━━ Listed records

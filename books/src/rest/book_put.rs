// III-IV
// Copyright 2023 Julio Merino
//
// Licensed under the Apache License, Version 2.0 (the "License"); you may not
// use this file except in compliance with the License.  You may obtain a copy
// of the License at:
//
//     http://www.apache.org/licenses/LICENSE-2.0
//
// Unless required by applicable law or agreed to in writing, software
// distributed under the License is distributed on an "AS IS" BASIS, WITHOUT
// WARRANTIES OR CONDITIONS OF ANY KIND, either express or implied.  See the
// License for the specific language governing permissions and limitations
// under the License.

//! API to replace the contents of an existing book.

use crate::driver::Driver;
use crate::model::{BookDetails, BookId};
use axum::extract::{Path, State};
use axum::response::IntoResponse;
use axum::Json;
use books_core::rest::RestError;

/// API handler.
pub(crate) async fn handler(
    State(driver): State<Driver>,
    Path(id): Path<BookId>,
    Json(details): Json<BookDetails>,
) -> Result<impl IntoResponse, RestError> {
    let book = driver.update_book(id, details).await?;
    Ok(Json(book))
}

━━━━

» What to work on:
Please make an exact copy of the lines above from the line with "of the License" through the line with "permissions and limitations", both ends included.

» Output of the task:
// of the License at:
//
//     http://www.apache.org/licenses/LICENSE-2.0
//
// Unless required by applicable law or agreed to in writing, software
// distributed under the License is distributed on an "AS IS" BASIS, WITHOUT
// WARRANTIES OR CONDITIONS OF ANY KIND, either express or implied.  See the
// License for the specific language governing permissions and limitations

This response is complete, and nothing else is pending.